EIS has been recognized with the Heinz Award, the Missouri School of Journalism’s Honor Medal for Distinguished Service, the Aspen Institute’s Visual Arts & Design Award, and the Galen and Barbara Rowell Award for the Art of Adventure. Balog has received the Leica Medal of Excellence, the International League of Conservation Photographers Award and the North American Nature Photography Association’s Outstanding Photographer of the Year award. He was named Person of the Year for 2011 by PhotoMedia magazine.
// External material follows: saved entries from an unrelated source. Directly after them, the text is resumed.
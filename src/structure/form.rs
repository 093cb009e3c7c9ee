use std::any::{Any, TypeId};
use std::collections::{BTreeMap, HashMap};
use std::marker::PhantomData;

use serde::de::DeserializeOwned;
use serde::Serialize;

use super::item::Item;
use super::json::{cast_serde, mold_serde};
use super::num::Num;
use super::record::Record;
use super::value::Value;

/// Conversion between a host type and structure items.
///
/// `mold` never fails: a host value without a representation molds to
/// `Absent`. `cast` returns `None` when the item's shape does not match, so
/// callers can chain fallback forms.
pub trait Form<T> {
    /// Attribute tag identifying this form's records, if it has one.
    fn tag(&self) -> Option<&str> {
        None
    }

    /// Fallback value when there is nothing to cast.
    fn unit(&self) -> Option<T> {
        None
    }

    fn mold(&self, object: &T) -> Item;

    fn cast(&self, item: &Item) -> Option<T>;
}

/// Types with a canonical form.
pub trait Formed: Sized + 'static {
    type Form: Form<Self> + Default + 'static;

    fn form() -> Self::Form {
        Self::Form::default()
    }

    fn mold(&self) -> Value {
        Self::form().mold(self).into_value()
    }

    fn cast(value: &Value) -> Option<Self> {
        Self::form().cast(&Item::Value(value.clone()))
    }
}

fn value_of(item: &Item) -> &Value {
    match item {
        Item::Value(v) => v,
        Item::Field(f) => f.value(),
    }
}

#[derive(Clone, Copy, Debug, Default)]
pub struct ValueForm;

impl Form<Value> for ValueForm {
    fn unit(&self) -> Option<Value> {
        Some(Value::Absent)
    }

    fn mold(&self, object: &Value) -> Item {
        Item::Value(object.clone())
    }

    fn cast(&self, item: &Item) -> Option<Value> {
        Some(item.clone().into_value())
    }
}

#[derive(Clone, Copy, Debug, Default)]
pub struct BoolForm;

impl Form<bool> for BoolForm {
    fn unit(&self) -> Option<bool> {
        Some(false)
    }

    fn mold(&self, object: &bool) -> Item {
        Item::Value(Value::Bool(*object))
    }

    fn cast(&self, item: &Item) -> Option<bool> {
        match value_of(item) {
            Value::Bool(b) => Some(*b),
            Value::Text(t) if t.as_str() == "true" => Some(true),
            Value::Text(t) if t.as_str() == "false" => Some(false),
            _ => None,
        }
    }
}

#[derive(Clone, Copy, Debug, Default)]
pub struct StringForm;

impl Form<String> for StringForm {
    fn unit(&self) -> Option<String> {
        Some(String::new())
    }

    fn mold(&self, object: &String) -> Item {
        Item::Value(Value::from(object.as_str()))
    }

    fn cast(&self, item: &Item) -> Option<String> {
        match value_of(item) {
            Value::Text(t) => Some(t.to_string()),
            Value::Num(n) => Some(n.to_string()),
            Value::Bool(b) => Some(b.to_string()),
            _ => None,
        }
    }
}

/// Numeric conversions shared by every primitive number type.
pub trait NumberCast: Copy + Sized + 'static {
    fn to_num(self) -> Num;
    fn from_num(num: Num) -> Option<Self>;
}

macro_rules! number_cast_int {
    ($($t:ty),*) => {
        $(impl NumberCast for $t {
            fn to_num(self) -> Num {
                Num::from(self)
            }

            fn from_num(num: Num) -> Option<Self> {
                num.as_i64().and_then(|i| <$t>::try_from(i).ok())
            }
        })*
    };
}

number_cast_int!(i8, i16, i32, i64, u8, u16, u32, u64);

impl NumberCast for f32 {
    fn to_num(self) -> Num {
        Num::Float(self as f64)
    }

    fn from_num(num: Num) -> Option<Self> {
        Some(num.as_f64() as f32)
    }
}

impl NumberCast for f64 {
    fn to_num(self) -> Num {
        Num::Float(self)
    }

    fn from_num(num: Num) -> Option<Self> {
        Some(num.as_f64())
    }
}

#[derive(Clone, Copy, Debug)]
pub struct NumberForm<N>(PhantomData<N>);

impl<N> Default for NumberForm<N> {
    fn default() -> Self {
        NumberForm(PhantomData)
    }
}

impl<N: NumberCast> Form<N> for NumberForm<N> {
    fn mold(&self, object: &N) -> Item {
        Item::Value(Value::Num(object.to_num()))
    }

    fn cast(&self, item: &Item) -> Option<N> {
        match value_of(item) {
            Value::Num(n) => N::from_num(*n),
            Value::Text(t) => t.parse::<f64>().ok().and_then(|f| N::from_num(Num::Float(f))),
            _ => None,
        }
    }
}

#[derive(Clone, Copy, Debug, Default)]
pub struct OptionForm<F>(pub F);

impl<T, F: Form<T>> Form<Option<T>> for OptionForm<F> {
    fn unit(&self) -> Option<Option<T>> {
        Some(None)
    }

    fn mold(&self, object: &Option<T>) -> Item {
        match object {
            Some(t) => self.0.mold(t),
            None => Item::absent(),
        }
    }

    fn cast(&self, item: &Item) -> Option<Option<T>> {
        match value_of(item) {
            Value::Absent | Value::Extant => Some(None),
            _ => self.0.cast(item).map(Some),
        }
    }
}

#[derive(Clone, Copy, Debug, Default)]
pub struct VecForm<F>(pub F);

impl<T, F: Form<T>> Form<Vec<T>> for VecForm<F> {
    fn unit(&self) -> Option<Vec<T>> {
        Some(Vec::new())
    }

    fn mold(&self, object: &Vec<T>) -> Item {
        Item::Value(Value::Record(object.iter().map(|t| self.0.mold(t)).collect()))
    }

    /// Elements that fail to cast are skipped.
    fn cast(&self, item: &Item) -> Option<Vec<T>> {
        match value_of(item) {
            Value::Record(r) => Some(
                r.iter()
                    .filter_map(|item| self.0.cast(&Item::Value(item.to_value())))
                    .collect(),
            ),
            Value::Absent => None,
            other => self.0.cast(&Item::Value(other.clone())).map(|t| vec![t]),
        }
    }
}

#[derive(Clone, Copy, Debug, Default)]
pub struct MapForm<F>(pub F);

impl<T, F: Form<T>> Form<BTreeMap<String, T>> for MapForm<F> {
    fn unit(&self) -> Option<BTreeMap<String, T>> {
        Some(BTreeMap::new())
    }

    fn mold(&self, object: &BTreeMap<String, T>) -> Item {
        let record: Record = object
            .iter()
            .map(|(k, v)| Item::slot(k.as_str(), self.0.mold(v).into_value()))
            .collect();
        Item::Value(Value::Record(record))
    }

    fn cast(&self, item: &Item) -> Option<BTreeMap<String, T>> {
        let record = value_of(item).as_record()?;
        let mut map = BTreeMap::new();
        for item in record.iter() {
            if let Some(field) = item.as_field() {
                if let (Some(key), Some(value)) = (
                    field.key().as_text().map(str::to_owned),
                    self.0.cast(&Item::Value(field.value().clone())),
                ) {
                    map.insert(key, value);
                }
            }
        }
        Some(map)
    }
}

/// Form for any serde type, going through the JSON bridge.
#[derive(Clone, Copy, Debug)]
pub struct SerdeForm<T>(PhantomData<T>);

impl<T> Default for SerdeForm<T> {
    fn default() -> Self {
        SerdeForm(PhantomData)
    }
}

impl<T: Serialize + DeserializeOwned> Form<T> for SerdeForm<T> {
    fn mold(&self, object: &T) -> Item {
        Item::Value(mold_serde(object))
    }

    fn cast(&self, item: &Item) -> Option<T> {
        cast_serde(value_of(item))
    }
}

impl Formed for Value {
    type Form = ValueForm;
}

impl Formed for bool {
    type Form = BoolForm;
}

impl Formed for String {
    type Form = StringForm;
}

macro_rules! formed_number {
    ($($t:ty),*) => {
        $(impl Formed for $t {
            type Form = NumberForm<$t>;
        })*
    };
}

formed_number!(i8, i16, i32, i64, u8, u16, u32, u64, f32, f64);

/// Forms looked up by host type.
///
/// Dispatch goes through `TypeId` only; nothing is inferred from the shape of
/// a host value.
#[derive(Default)]
pub struct FormRegistry {
    forms: HashMap<TypeId, Box<dyn Any + Send + Sync>>,
}

struct Registered<T>(Box<dyn Form<T> + Send + Sync>);

impl FormRegistry {
    pub fn new() -> Self {
        Self { forms: HashMap::new() }
    }

    /// Registry preloaded with the primitive forms.
    pub fn with_defaults() -> Self {
        let mut registry = Self::new();
        registry.register(ValueForm);
        registry.register(BoolForm);
        registry.register(StringForm);
        registry.register(NumberForm::<i32>::default());
        registry.register(NumberForm::<i64>::default());
        registry.register(NumberForm::<u32>::default());
        registry.register(NumberForm::<u64>::default());
        registry.register(NumberForm::<f32>::default());
        registry.register(NumberForm::<f64>::default());
        registry
    }

    /// Registers `form` for `T`, replacing any earlier registration.
    pub fn register<T: 'static, F: Form<T> + Send + Sync + 'static>(&mut self, form: F) {
        self.forms
            .insert(TypeId::of::<T>(), Box::new(Registered::<T>(Box::new(form))));
    }

    pub fn contains<T: 'static>(&self) -> bool {
        self.forms.contains_key(&TypeId::of::<T>())
    }

    pub fn form<T: 'static>(&self) -> Option<&(dyn Form<T> + Send + Sync)> {
        self.forms
            .get(&TypeId::of::<T>())
            .and_then(|any| any.downcast_ref::<Registered<T>>())
            .map(|registered| registered.0.as_ref())
    }

    /// Molds with the registered form; unregistered types mold to `Absent`.
    pub fn mold<T: 'static>(&self, object: &T) -> Item {
        self.form::<T>().map(|form| form.mold(object)).unwrap_or_else(Item::absent)
    }

    pub fn cast<T: 'static>(&self, item: &Item) -> Option<T> {
        self.form::<T>().and_then(|form| form.cast(item))
    }
}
James is the author of seven books, including Extreme Ice Now: Vanishing Glaciers and Changing Climate: A Progress Report, published by National Geographic Books in 2009. ICE: Portraits of the World’s Vanishing Glaciers, will be released in the fall of 2012.
Among his other books are Tree: A New Vision of the American Forest (2004), Wildlife Requiem (1984), Anima (1992), and Survivors: A New Vision of Endangered Wildlife (1990), which was hailed as a major conceptual breakthrough in nature photography. His work has been extensively published in most of the world’s major pictorial magazines including The New Yorker, National Geographic, Life, American Photo, Vanity Fair, Sierra, Audubon, and Outside, and is in dozens of public and private art collections, including the Museum of Fine Arts Houston, the Corcoran Gallery, the Denver Art Museum and the Gilman Paper Company. In 1996, James was the first photographer ever commissioned by the U.S. Postal Service to create a full sheet of stamps.
James lives in the Rocky Mountains, above Boulder, Colorado, with his wife, Suzanne, and his daughters Simone and Emily.